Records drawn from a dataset
=====

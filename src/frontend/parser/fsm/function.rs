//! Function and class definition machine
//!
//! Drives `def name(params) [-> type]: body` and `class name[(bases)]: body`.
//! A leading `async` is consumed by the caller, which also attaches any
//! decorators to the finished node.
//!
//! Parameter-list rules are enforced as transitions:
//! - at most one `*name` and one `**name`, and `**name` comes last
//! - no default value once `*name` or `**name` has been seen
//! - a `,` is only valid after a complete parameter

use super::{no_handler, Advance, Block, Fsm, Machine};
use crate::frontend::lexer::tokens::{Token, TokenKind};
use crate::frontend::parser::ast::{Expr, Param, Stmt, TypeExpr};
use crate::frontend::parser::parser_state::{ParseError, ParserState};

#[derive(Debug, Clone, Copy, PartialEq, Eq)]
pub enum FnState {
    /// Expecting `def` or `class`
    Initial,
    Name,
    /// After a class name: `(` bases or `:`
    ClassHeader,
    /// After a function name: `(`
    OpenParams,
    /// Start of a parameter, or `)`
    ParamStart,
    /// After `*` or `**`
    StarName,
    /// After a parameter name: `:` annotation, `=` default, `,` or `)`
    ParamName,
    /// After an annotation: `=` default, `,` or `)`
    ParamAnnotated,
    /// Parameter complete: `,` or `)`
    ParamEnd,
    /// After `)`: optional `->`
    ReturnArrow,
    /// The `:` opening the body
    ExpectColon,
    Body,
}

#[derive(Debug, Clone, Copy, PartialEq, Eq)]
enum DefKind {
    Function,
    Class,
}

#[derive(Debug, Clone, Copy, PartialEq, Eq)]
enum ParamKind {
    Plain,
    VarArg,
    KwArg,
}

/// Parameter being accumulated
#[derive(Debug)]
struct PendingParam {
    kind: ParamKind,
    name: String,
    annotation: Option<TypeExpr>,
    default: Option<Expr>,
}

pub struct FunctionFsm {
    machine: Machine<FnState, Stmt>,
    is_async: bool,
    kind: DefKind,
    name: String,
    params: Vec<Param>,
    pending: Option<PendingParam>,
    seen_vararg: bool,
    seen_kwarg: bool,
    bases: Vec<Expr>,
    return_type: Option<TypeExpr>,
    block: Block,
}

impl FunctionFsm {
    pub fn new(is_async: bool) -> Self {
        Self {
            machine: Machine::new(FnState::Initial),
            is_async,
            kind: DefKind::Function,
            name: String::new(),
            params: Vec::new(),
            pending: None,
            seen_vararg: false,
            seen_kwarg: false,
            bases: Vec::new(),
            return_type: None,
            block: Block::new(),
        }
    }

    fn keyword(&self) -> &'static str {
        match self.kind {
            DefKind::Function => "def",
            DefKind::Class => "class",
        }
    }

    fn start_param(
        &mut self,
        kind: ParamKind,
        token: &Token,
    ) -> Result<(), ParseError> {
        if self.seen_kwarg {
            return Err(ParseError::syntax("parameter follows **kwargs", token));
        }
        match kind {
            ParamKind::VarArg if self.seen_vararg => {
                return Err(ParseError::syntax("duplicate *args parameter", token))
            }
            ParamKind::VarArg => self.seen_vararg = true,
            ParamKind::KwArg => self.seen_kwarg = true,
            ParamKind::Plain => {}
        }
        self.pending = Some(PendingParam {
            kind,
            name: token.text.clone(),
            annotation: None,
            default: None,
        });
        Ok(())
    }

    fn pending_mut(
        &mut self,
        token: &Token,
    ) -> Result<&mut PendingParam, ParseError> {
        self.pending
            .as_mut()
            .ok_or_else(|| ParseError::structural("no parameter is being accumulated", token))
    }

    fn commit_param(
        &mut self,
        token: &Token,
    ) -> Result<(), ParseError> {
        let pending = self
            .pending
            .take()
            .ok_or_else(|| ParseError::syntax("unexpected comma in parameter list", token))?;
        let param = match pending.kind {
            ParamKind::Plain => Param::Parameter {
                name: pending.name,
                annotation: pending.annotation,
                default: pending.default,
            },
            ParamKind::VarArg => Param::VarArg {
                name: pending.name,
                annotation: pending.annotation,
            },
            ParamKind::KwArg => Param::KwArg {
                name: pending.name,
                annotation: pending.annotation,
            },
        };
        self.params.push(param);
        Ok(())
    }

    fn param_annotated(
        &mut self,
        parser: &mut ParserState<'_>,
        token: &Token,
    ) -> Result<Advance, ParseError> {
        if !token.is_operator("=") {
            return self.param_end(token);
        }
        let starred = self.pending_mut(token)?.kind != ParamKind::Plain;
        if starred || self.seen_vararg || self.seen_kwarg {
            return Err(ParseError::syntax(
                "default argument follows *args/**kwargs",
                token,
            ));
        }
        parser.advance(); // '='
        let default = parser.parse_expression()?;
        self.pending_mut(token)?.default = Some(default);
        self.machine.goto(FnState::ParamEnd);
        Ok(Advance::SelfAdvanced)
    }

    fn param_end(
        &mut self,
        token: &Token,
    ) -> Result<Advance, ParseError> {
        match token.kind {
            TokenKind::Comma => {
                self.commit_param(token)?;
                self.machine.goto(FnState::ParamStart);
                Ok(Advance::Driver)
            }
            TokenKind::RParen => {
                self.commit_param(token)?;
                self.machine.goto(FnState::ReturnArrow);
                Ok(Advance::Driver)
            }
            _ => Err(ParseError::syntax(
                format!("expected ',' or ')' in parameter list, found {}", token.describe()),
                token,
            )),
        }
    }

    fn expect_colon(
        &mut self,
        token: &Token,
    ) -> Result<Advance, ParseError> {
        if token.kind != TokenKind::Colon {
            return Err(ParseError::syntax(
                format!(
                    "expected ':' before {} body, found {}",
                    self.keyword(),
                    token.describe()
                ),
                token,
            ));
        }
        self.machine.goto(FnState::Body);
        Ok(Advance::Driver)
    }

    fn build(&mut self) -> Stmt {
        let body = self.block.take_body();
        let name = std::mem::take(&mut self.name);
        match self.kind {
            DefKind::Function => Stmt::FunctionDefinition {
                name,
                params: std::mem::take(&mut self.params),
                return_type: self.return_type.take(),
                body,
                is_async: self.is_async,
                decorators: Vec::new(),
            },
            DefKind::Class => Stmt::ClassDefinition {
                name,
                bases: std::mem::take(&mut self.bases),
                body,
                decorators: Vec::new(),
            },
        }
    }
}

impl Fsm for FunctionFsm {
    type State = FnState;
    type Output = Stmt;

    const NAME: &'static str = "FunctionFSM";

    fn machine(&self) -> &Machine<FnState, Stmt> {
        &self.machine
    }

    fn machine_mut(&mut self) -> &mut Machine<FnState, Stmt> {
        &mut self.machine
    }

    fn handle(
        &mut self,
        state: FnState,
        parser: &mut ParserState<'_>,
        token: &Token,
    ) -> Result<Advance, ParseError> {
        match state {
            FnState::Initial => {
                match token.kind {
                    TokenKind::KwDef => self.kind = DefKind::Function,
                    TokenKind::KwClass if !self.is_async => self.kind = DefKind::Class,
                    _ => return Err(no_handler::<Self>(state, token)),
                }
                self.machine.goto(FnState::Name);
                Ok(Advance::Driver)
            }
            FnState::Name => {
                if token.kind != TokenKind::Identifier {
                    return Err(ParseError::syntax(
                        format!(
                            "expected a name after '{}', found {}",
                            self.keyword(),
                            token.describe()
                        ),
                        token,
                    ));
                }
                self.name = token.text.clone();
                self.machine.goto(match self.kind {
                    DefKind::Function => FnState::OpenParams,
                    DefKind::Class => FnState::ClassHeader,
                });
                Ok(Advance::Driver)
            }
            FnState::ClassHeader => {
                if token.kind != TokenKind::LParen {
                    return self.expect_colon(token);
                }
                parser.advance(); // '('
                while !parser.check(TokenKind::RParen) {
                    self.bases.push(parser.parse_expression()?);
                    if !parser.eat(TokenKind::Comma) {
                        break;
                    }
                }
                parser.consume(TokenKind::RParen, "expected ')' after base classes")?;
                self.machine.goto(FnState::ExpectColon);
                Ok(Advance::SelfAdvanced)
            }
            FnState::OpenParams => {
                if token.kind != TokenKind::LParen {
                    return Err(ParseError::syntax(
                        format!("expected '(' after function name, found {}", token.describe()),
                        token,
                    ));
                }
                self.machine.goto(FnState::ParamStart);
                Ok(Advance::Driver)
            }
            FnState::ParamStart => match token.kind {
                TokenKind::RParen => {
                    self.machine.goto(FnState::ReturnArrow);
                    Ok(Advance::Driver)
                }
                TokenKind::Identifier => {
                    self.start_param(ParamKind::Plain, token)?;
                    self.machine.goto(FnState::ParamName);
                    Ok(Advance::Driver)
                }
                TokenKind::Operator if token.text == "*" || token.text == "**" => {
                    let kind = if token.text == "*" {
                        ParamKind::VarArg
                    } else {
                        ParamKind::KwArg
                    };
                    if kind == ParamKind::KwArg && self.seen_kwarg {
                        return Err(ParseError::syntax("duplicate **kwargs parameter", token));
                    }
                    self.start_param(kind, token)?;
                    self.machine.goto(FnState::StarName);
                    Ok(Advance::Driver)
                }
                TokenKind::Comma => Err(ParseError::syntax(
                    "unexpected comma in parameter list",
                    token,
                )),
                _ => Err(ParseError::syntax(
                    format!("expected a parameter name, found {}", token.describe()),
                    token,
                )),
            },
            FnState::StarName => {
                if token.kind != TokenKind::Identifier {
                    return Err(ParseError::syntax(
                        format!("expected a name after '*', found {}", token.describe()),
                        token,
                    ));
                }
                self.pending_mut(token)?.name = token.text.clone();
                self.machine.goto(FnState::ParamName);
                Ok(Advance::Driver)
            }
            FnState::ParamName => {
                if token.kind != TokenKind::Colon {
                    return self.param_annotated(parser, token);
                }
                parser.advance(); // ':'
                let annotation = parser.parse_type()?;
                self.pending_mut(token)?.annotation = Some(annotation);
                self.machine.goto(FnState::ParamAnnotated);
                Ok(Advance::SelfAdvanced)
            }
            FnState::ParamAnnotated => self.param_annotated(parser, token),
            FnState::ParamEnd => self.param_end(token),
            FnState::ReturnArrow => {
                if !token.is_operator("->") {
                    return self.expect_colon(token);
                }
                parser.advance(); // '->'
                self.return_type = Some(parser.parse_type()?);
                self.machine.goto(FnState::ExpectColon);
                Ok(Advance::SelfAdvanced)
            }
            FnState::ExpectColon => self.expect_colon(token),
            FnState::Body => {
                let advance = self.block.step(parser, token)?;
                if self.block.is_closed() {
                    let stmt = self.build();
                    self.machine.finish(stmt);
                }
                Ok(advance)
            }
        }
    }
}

=====

What is being asked:
Reading through the records above, report each line in which the string "ReturnArrow" is found.

Problem solution:
    ReturnArrow,
                self.machine.goto(FnState::ReturnArrow);
                    self.machine.goto(FnState::ReturnArrow);
            FnState::ReturnArrow => {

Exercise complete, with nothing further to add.